ACTIVITY. Please reproduce exactly the lines from the start of the records through the one containing "use crate::keywords::KeywordCounter;", and nothing more.

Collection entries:
-- -- --

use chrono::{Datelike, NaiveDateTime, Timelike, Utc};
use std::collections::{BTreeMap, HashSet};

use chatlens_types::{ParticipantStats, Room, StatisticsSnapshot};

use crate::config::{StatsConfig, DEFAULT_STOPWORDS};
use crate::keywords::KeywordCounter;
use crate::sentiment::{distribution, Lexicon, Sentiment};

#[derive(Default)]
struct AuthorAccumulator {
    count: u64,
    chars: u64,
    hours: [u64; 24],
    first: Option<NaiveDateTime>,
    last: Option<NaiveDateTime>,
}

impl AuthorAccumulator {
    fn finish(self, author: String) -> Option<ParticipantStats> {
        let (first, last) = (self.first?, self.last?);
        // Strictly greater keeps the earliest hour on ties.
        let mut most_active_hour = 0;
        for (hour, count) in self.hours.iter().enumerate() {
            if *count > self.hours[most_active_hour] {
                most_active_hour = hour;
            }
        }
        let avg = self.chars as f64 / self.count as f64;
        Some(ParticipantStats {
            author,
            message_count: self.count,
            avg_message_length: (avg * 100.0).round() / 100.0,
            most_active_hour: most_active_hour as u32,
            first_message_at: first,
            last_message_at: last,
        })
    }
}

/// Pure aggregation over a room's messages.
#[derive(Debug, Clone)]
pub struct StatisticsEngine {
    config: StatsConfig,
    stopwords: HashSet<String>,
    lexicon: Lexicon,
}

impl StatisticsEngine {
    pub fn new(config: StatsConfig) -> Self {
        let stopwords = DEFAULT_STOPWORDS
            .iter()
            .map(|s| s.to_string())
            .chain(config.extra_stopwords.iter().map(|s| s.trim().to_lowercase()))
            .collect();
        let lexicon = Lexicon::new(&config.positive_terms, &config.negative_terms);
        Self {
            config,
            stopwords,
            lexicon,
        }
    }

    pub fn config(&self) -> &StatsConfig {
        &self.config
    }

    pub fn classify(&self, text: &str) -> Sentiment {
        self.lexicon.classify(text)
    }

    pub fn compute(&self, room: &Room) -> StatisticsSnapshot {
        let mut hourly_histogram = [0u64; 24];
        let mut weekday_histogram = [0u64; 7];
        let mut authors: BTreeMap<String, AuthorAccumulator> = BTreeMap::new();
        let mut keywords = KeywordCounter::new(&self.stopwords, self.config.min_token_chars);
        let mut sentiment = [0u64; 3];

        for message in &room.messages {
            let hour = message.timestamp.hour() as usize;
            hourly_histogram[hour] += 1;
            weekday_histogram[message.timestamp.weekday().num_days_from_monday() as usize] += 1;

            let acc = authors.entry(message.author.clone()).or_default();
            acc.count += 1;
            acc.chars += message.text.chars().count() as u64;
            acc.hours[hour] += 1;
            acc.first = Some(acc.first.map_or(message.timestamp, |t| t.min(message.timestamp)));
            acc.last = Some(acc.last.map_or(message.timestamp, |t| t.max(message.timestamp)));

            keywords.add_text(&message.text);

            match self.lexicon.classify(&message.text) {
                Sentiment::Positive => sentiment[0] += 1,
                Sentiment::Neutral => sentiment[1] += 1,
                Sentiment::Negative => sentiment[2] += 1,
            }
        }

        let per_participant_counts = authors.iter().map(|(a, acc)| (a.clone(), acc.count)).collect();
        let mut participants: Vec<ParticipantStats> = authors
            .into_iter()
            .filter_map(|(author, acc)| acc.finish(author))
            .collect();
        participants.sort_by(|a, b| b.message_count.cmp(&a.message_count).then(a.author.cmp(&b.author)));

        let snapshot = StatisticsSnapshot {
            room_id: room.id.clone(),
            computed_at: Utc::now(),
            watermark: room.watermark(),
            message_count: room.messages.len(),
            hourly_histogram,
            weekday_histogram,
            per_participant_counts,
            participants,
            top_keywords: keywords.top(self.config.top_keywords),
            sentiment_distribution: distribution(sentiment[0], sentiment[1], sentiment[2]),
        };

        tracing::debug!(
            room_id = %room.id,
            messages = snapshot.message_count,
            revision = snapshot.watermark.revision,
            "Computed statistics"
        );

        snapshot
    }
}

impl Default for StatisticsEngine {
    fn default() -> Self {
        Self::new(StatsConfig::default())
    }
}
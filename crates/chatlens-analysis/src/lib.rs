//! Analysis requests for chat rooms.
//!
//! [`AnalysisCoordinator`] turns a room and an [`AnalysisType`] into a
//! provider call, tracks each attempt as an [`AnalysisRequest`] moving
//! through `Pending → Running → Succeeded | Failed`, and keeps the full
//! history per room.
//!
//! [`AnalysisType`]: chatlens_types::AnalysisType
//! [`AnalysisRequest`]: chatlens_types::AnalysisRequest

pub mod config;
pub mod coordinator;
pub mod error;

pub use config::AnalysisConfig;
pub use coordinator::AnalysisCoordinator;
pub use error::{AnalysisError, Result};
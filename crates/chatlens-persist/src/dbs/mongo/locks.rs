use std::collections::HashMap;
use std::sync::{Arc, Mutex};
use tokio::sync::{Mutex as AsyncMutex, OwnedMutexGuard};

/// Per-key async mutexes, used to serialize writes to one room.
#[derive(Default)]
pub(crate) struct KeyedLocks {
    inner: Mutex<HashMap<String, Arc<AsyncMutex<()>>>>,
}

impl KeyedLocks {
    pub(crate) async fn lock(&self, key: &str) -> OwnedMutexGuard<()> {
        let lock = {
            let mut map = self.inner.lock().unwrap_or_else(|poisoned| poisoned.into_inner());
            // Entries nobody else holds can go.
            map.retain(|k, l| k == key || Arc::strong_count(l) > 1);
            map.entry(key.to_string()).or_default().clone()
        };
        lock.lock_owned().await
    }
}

-- -- --

SOLUTION FOR THIS PROBLEM.
use chrono::{Datelike, NaiveDateTime, Timelike, Utc};
use std::collections::{BTreeMap, HashSet};

use chatlens_types::{ParticipantStats, Room, StatisticsSnapshot};

use crate::config::{StatsConfig, DEFAULT_STOPWORDS};
use crate::keywords::KeywordCounter;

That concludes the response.